Она создает ошеломляющее зрителя впечатление, будто на его глазах опровергается закон всемирного тяготения. Обыкновенная нитка сама поднимается от земли вертикально вверх, да еще и несет на себе ввысь какие-то сверкающие на свету железки.

В реальности тут срабатывает все тот же принцип самонапрягающихся конструкций. Только от предельной простоты сделан еще один, запредельный, шаг — к тому, что «гениально просто». Череда связанных между собой маленьких «луков» натягивает и устремляет вертикально вверх эту нить-стрелу.

Это, так сказать, техническая разгадка.
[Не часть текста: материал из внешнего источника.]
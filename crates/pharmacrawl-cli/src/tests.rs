use super::*;

#[test]
fn parses_crawl_with_output_dir() {
    let cli = Cli::try_parse_from(["pharmacrawl", "crawl", "--output", "/tmp/out"])
        .expect("expected valid cli args");
    assert!(matches!(
        cli.command,
        Commands::Crawl { output: Some(ref p) } if p == &PathBuf::from("/tmp/out")
    ));
}

#[test]
fn parses_targets_json_flag() {
    let cli = Cli::try_parse_from(["pharmacrawl", "targets", "--json"]).expect("valid args");
    assert!(matches!(cli.command, Commands::Targets { json: true }));
}

#[test]
fn global_catalog_flag_follows_subcommand() {
    let cli = Cli::try_parse_from(["pharmacrawl", "targets", "--catalog", "alt.yaml"])
        .expect("valid args");
    assert_eq!(cli.catalog, Some(PathBuf::from("alt.yaml")));
}

#[test]
fn extract_defaults_to_current_lookup() {
    let cli = Cli::try_parse_from(["pharmacrawl", "extract", "saved.html"]).expect("valid args");
    assert!(matches!(
        cli.command,
        Commands::Extract {
            site: SiteVariant::Current,
            listing: None,
            page: 1,
            id: 0,
            ..
        }
    ));
}

#[test]
fn extract_accepts_legacy_site() {
    let cli = Cli::try_parse_from(["pharmacrawl", "extract", "failed_legacy_999.html", "--site", "legacy", "--id", "999"])
        .expect("valid args");
    assert!(matches!(
        cli.command,
        Commands::Extract {
            site: SiteVariant::Legacy,
            id: 999,
            ..
        }
    ));
}

#[test]
fn missing_command_is_an_error() {
    assert!(Cli::try_parse_from(["pharmacrawl"]).is_err());
}

#[test]
fn listing_flag_builds_listing_target() {
    let target = inspect::inspection_target(
        SiteVariant::Current,
        Some("https://shop.aversi.ge/ka/medication/-/".to_string()),
        3,
        0,
    );
    assert_eq!(target.page_number(), Some(3));
    assert_eq!(target.category(), "https://shop.aversi.ge/ka/medication/-/");
}

#[test]
fn extract_records_reads_saved_product_page() {
    let html = include_str!("../../pharmacrawl-scraper/tests/fixtures/current_product.html");
    let target = inspect::inspection_target(SiteVariant::Current, None, 1, 5521);
    let records = inspect::extract_records(html, &target);
    assert_eq!(records.len(), 1);
    assert_eq!(records[0].title, "Vitamin C 1000mg");
    assert_eq!(records[0].price, "11.20");
}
Но… Стоящая нить — еще ведь и некий символ, родовой знак Мастера. Не только его творчества. Но и самонапряжения его жизни. Его стоящая нить автобиографична. Жить так, чтобы, не размениваясь на бизнес-приложения, оставляя их не просто идущим следом, но другим, иным по пониманию смысла и цели жизни, стремиться все дальше и дальше. Выше и выше. Только так.

Вячеслав Колейчук на выставке в Строгановке объясняет, как «опровергает» закон всемирного тяготения его стоящая нить. Фото: Ким Смирнов/ «Новая»

Славе Колейчуку

А знаешь, только так и надо жить,
Как устремленная к зениту нить,
Что рождена твоим воображеньем.
Не только формо-миросотвореньем
Дано добро нам в жизни утвердить.

Чтоб там, где вечно счастье невозможно,
Свой взор подняв от истины подножной,
От бездорожья дураков и дур,
От невозможных мыслей и фигур,
Сказать себе упрямое: «Возможно!»

Вячеслав Колейчук умер 9 апреля 2018 года. Год спустя вышла книга воспоминаний «Мастерская Вячеслава Колейчука». И там — пронзительные слова прощания замечательного художника Бориса Жутковского: «Не стало Славы Колейчука. Ушел Волшебник. Светит солнце, летают птицы. А его нет. <…> На фоне неутихающей суеты за взгляд власти или крик толпы — он тихо делал Чудо. <…> И современники маялись — как?»

Вот такое же и у меня странное, фантасмагорическое ощущение от завершения этого волшебного жизненного круга. Жизнь продолжается. Все вокруг движется и звучит. И требует отражения в его новых движущихся, звучащих, самосветящихся конструкциях-образах. А его нет. И это немыслимо. Это противоестественно. Но… надежда умирает последней. И нам, помнящим его живым, остается надежда на продолжение. В его сотоварищах «по цеху», его учениках, его талантливых детях. Надежда на расширяющийся круг его последователей. На его Мастерскую, одним словом.